### Exercise description
Look through the listing below and report the lines that have the word "CancelHandle" in them.

### Data under study
• • •

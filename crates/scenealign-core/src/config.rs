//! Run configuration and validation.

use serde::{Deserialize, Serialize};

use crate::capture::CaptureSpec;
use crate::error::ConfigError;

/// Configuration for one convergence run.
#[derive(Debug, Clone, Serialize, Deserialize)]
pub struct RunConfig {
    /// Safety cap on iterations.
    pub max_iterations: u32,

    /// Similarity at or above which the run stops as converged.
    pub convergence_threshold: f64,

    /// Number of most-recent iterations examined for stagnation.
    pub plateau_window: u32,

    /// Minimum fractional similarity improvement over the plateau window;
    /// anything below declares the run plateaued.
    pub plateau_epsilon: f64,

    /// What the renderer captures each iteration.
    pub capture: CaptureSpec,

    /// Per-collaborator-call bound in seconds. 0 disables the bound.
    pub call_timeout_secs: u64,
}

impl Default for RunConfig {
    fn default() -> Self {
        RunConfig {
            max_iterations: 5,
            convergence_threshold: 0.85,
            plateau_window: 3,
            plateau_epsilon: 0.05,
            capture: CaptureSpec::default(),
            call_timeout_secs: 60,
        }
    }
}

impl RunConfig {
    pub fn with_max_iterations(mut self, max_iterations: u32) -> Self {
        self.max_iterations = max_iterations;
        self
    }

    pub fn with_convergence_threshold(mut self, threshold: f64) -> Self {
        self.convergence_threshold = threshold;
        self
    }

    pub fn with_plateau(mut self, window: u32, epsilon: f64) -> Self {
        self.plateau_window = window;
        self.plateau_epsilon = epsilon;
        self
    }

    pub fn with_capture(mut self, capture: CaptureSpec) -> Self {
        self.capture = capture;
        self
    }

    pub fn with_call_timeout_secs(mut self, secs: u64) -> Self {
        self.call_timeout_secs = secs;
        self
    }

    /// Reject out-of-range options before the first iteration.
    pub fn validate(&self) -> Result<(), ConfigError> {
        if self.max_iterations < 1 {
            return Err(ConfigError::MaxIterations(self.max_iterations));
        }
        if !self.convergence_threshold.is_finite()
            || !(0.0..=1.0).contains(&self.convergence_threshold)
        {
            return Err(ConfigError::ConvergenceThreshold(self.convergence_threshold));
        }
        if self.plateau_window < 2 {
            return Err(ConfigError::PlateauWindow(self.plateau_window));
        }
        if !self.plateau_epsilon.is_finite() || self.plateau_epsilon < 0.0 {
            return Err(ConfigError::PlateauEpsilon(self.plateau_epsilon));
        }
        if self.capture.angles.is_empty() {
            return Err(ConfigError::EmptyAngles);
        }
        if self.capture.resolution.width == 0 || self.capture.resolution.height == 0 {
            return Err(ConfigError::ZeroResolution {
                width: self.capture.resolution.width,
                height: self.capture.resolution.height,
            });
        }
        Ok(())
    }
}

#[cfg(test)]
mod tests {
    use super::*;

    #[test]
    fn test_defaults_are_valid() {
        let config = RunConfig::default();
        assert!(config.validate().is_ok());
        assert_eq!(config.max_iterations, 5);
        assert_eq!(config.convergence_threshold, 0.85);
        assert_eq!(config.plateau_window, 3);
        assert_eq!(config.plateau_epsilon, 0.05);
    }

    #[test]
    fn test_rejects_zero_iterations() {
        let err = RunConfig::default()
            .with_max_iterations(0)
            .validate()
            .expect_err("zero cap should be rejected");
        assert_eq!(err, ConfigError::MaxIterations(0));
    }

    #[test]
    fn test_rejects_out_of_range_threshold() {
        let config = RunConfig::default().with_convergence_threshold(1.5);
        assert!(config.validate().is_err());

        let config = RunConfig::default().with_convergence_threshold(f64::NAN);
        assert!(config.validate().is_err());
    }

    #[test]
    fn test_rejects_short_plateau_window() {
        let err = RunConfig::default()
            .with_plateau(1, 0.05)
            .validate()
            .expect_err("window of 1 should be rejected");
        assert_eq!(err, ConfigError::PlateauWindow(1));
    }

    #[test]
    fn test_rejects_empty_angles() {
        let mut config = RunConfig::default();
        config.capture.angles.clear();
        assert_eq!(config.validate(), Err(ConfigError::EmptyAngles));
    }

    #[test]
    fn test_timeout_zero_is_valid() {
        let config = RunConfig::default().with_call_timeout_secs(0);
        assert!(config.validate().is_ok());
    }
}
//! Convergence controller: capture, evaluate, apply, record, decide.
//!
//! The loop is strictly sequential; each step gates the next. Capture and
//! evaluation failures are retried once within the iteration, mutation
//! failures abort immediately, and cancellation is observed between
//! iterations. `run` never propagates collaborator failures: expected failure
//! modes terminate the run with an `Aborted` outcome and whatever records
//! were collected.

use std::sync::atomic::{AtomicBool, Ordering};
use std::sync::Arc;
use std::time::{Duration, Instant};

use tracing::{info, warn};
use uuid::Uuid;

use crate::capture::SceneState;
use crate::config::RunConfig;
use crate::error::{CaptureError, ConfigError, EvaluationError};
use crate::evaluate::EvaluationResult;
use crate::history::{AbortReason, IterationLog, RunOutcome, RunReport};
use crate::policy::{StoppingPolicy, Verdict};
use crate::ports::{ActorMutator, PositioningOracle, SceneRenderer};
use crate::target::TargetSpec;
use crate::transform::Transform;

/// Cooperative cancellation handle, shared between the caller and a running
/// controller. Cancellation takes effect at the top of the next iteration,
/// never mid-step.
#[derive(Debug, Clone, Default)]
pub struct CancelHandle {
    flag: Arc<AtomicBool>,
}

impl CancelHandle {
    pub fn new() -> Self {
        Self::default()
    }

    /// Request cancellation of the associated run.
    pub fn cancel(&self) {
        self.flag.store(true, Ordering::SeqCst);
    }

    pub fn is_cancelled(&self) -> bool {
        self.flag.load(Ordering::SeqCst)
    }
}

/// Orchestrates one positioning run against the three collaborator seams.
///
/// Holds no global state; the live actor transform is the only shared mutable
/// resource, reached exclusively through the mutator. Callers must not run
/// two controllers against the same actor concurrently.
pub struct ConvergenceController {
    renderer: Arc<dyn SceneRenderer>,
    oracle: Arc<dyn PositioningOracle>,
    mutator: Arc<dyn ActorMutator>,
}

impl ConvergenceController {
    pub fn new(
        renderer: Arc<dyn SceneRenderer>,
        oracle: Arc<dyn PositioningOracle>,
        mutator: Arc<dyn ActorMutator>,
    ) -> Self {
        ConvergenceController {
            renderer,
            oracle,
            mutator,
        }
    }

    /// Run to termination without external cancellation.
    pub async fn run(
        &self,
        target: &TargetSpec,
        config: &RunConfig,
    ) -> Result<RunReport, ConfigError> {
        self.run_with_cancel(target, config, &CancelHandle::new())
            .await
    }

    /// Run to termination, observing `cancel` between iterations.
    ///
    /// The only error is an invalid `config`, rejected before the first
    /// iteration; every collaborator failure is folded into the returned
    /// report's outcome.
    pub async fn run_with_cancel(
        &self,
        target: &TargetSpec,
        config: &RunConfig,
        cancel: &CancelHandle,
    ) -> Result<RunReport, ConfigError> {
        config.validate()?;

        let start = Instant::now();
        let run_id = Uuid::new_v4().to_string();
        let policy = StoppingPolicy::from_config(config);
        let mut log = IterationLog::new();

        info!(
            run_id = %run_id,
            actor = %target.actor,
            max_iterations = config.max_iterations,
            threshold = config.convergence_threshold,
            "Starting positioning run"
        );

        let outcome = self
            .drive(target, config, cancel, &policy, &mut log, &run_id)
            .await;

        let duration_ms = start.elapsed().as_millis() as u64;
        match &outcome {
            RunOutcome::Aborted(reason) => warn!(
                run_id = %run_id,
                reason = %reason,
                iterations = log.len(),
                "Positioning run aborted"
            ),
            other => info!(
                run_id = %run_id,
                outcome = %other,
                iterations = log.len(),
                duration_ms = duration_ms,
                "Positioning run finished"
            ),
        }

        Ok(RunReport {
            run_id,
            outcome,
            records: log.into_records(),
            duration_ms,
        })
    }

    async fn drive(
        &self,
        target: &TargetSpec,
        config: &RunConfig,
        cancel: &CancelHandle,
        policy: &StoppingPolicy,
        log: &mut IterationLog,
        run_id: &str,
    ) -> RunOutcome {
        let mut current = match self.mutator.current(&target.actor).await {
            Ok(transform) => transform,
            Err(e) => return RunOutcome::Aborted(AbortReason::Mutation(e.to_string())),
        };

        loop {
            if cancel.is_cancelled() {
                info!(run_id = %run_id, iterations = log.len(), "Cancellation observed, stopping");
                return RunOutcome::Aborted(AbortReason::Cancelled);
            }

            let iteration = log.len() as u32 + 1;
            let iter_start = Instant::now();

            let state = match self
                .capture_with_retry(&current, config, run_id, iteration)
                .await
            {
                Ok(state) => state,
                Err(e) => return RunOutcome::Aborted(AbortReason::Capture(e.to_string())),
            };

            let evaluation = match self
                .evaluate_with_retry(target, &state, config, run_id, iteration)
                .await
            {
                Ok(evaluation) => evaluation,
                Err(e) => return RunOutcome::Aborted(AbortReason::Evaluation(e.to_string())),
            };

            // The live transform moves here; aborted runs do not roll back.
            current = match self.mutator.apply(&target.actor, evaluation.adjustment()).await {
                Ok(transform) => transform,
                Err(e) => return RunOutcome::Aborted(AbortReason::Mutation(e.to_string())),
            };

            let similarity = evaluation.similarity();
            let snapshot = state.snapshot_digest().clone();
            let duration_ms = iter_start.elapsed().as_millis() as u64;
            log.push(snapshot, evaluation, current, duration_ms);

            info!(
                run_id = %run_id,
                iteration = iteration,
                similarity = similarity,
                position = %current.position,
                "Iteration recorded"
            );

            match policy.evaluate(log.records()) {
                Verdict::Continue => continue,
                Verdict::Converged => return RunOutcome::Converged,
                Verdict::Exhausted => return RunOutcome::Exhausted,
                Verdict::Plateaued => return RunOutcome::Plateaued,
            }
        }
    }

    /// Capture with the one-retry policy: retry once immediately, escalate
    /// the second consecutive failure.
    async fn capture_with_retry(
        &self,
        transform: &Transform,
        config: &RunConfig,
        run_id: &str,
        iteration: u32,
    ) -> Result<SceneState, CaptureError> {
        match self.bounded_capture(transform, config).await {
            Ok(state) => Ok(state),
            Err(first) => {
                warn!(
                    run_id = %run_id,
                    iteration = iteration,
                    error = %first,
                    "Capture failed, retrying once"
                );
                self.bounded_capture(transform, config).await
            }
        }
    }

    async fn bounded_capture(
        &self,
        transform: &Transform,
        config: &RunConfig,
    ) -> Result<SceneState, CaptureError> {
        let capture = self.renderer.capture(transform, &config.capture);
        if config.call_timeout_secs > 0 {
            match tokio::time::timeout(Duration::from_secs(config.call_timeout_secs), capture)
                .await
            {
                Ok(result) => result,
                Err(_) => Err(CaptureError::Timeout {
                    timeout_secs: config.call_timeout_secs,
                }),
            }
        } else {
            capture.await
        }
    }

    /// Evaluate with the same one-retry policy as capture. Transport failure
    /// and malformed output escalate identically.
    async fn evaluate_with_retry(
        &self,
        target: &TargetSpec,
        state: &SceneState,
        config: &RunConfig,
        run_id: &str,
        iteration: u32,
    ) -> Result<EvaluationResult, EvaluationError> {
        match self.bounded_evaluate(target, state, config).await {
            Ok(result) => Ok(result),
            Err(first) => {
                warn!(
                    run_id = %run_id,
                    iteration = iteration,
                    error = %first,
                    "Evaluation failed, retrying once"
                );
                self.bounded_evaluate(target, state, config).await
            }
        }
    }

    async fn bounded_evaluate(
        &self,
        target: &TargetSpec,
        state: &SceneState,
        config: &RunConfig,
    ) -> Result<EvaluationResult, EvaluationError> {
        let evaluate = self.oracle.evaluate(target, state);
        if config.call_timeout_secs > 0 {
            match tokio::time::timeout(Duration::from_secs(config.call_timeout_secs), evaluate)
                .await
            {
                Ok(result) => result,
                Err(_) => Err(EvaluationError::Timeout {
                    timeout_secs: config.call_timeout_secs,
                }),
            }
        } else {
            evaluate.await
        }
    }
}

• • •

### Exercise output
pub struct CancelHandle {
impl CancelHandle {
        self.run_with_cancel(target, config, &CancelHandle::new())
        cancel: &CancelHandle,
        cancel: &CancelHandle,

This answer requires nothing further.